### Task objective:
From the records below, copy out each line that has the word "height".

--- Data excerpts Enclosed Below ---

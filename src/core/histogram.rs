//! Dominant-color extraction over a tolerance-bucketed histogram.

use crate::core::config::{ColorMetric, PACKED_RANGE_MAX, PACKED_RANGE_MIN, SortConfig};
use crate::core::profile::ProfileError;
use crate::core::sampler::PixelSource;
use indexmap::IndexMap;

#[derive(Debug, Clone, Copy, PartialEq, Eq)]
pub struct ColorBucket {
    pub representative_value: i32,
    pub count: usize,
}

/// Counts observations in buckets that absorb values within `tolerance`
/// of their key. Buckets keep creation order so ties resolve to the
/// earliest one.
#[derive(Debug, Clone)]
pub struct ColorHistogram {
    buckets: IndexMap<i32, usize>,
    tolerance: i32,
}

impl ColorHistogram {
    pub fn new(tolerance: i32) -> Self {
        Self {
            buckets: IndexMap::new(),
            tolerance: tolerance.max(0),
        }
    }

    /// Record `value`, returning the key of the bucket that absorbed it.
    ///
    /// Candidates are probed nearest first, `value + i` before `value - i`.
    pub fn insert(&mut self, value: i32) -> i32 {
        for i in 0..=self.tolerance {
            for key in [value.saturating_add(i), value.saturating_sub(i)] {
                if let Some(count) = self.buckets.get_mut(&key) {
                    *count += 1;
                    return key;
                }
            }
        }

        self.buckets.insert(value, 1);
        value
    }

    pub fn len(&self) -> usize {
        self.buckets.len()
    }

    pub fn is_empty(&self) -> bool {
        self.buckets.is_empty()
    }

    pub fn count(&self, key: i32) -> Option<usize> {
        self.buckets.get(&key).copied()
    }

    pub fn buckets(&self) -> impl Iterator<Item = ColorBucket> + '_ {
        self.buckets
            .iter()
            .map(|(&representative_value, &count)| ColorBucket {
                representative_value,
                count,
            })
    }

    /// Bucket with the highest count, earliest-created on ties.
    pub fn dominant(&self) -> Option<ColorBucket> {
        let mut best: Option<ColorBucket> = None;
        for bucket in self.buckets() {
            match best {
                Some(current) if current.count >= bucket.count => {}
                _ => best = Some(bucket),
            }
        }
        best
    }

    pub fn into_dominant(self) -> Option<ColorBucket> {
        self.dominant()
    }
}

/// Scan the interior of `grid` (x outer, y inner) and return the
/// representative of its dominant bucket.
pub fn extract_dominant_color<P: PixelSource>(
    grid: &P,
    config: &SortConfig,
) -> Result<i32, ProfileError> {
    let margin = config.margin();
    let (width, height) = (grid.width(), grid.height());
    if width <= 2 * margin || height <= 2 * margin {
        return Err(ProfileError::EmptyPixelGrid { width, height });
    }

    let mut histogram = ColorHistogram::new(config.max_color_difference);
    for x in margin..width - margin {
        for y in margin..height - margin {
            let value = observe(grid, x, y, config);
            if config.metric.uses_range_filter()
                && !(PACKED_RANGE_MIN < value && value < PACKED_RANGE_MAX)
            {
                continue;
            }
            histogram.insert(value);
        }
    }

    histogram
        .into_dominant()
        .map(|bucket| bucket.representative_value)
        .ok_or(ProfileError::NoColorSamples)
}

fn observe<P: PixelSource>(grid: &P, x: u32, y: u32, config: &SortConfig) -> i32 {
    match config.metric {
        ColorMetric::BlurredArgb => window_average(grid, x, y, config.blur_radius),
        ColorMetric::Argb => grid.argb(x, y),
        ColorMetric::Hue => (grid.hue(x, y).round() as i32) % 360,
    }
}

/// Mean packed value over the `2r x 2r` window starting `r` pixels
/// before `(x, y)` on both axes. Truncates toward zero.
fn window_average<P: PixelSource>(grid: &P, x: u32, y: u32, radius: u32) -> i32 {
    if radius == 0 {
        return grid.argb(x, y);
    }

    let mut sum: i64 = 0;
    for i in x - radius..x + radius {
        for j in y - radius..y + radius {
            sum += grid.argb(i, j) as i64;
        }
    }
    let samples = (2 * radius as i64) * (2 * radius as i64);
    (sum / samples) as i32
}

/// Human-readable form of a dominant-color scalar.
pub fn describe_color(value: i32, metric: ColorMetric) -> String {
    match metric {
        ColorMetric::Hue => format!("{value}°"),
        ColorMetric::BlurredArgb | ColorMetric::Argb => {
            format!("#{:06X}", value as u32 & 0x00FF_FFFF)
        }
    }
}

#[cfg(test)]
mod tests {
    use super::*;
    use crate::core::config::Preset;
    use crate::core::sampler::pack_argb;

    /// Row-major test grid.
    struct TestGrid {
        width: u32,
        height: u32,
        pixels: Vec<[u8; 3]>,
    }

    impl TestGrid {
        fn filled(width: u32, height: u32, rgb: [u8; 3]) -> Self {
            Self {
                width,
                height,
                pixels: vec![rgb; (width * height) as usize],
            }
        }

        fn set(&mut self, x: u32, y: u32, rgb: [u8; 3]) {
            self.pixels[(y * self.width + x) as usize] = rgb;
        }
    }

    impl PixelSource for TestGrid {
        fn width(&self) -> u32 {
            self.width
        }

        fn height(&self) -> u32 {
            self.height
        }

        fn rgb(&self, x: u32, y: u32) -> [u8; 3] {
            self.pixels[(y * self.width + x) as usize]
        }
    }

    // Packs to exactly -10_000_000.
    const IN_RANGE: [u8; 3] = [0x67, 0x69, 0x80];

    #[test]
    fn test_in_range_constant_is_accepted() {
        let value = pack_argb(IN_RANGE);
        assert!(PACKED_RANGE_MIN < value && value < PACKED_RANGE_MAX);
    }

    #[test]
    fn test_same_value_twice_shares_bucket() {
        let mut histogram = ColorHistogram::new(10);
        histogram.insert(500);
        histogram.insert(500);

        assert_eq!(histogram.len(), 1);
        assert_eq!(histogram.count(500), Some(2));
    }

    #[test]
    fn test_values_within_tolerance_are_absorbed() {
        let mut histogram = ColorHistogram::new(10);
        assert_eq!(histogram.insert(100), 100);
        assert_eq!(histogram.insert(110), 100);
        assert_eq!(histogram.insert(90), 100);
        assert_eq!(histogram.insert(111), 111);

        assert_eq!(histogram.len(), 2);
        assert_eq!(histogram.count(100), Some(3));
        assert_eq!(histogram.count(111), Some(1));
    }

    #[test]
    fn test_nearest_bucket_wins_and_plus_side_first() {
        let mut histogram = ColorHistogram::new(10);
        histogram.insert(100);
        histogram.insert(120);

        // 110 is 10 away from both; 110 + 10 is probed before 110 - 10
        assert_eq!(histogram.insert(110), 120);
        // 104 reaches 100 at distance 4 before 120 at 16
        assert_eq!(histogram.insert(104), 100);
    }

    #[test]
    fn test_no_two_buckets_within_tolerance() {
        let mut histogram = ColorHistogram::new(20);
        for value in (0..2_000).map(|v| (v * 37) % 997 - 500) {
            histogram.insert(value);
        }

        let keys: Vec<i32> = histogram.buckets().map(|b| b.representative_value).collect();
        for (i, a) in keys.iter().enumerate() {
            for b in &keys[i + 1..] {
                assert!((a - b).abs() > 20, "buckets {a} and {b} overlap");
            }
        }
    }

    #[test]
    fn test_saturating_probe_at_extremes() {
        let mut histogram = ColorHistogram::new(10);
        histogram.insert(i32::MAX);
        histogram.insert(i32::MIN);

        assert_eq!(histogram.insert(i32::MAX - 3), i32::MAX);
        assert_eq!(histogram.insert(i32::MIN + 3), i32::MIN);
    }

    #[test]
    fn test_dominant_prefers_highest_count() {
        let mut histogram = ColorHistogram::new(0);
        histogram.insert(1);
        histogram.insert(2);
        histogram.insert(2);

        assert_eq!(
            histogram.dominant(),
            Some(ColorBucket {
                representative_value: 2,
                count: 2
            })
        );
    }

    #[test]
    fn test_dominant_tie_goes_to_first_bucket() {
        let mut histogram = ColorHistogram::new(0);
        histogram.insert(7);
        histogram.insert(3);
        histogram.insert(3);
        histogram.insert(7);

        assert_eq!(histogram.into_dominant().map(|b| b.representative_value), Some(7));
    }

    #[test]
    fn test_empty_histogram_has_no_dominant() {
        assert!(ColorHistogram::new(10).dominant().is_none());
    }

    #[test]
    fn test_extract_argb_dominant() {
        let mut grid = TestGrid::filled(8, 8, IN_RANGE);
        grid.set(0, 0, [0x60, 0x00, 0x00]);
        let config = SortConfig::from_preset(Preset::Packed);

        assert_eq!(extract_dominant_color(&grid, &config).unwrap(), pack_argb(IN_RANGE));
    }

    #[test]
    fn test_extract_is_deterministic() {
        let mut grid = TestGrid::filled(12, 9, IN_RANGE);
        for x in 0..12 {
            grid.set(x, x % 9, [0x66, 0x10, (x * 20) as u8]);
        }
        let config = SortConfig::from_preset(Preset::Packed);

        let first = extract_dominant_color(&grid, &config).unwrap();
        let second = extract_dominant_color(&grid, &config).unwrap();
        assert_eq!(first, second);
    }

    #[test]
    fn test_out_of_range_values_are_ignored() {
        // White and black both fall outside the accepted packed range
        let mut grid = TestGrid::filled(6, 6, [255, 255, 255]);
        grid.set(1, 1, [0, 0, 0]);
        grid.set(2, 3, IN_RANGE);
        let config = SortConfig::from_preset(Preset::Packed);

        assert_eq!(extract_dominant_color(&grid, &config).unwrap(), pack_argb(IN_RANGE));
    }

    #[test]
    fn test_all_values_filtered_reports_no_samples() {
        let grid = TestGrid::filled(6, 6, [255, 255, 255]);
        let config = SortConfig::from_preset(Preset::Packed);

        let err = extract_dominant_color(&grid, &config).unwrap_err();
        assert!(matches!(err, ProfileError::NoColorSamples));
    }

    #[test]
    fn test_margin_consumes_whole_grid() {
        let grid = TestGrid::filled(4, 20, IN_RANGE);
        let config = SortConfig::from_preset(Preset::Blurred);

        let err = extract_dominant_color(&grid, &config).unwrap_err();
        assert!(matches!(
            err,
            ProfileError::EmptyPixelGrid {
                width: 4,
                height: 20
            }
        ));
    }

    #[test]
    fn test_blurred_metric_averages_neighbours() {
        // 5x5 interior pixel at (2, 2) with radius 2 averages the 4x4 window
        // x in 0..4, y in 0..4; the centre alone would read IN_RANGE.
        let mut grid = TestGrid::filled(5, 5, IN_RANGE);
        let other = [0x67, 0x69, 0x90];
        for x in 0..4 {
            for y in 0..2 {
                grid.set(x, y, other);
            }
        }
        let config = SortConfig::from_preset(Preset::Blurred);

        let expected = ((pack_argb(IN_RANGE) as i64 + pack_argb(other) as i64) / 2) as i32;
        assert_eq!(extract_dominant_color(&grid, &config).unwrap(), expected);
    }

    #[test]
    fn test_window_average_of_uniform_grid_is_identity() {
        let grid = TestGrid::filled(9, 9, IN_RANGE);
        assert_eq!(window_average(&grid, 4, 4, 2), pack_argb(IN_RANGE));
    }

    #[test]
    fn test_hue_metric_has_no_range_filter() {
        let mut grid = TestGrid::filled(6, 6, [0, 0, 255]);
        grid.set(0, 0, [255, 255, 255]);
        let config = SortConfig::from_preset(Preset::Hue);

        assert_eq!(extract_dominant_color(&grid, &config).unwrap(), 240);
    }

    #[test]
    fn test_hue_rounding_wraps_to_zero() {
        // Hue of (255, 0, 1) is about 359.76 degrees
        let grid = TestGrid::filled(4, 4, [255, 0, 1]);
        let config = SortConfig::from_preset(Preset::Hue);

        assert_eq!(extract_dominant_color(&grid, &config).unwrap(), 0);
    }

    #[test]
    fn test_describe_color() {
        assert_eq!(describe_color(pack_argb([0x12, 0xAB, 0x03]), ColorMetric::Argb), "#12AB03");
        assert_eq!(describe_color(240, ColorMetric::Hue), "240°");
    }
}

--- End of Enclosed Data excerpts ---

### Answer section:
    let (width, height) = (grid.width(), grid.height());
    if width <= 2 * margin || height <= 2 * margin {
        return Err(ProfileError::EmptyPixelGrid { width, height });
        for y in margin..height - margin {
        height: u32,
        fn filled(width: u32, height: u32, rgb: [u8; 3]) -> Self {
                height,
                pixels: vec![rgb; (width * height) as usize],
        fn height(&self) -> u32 {
            self.height
                height: 20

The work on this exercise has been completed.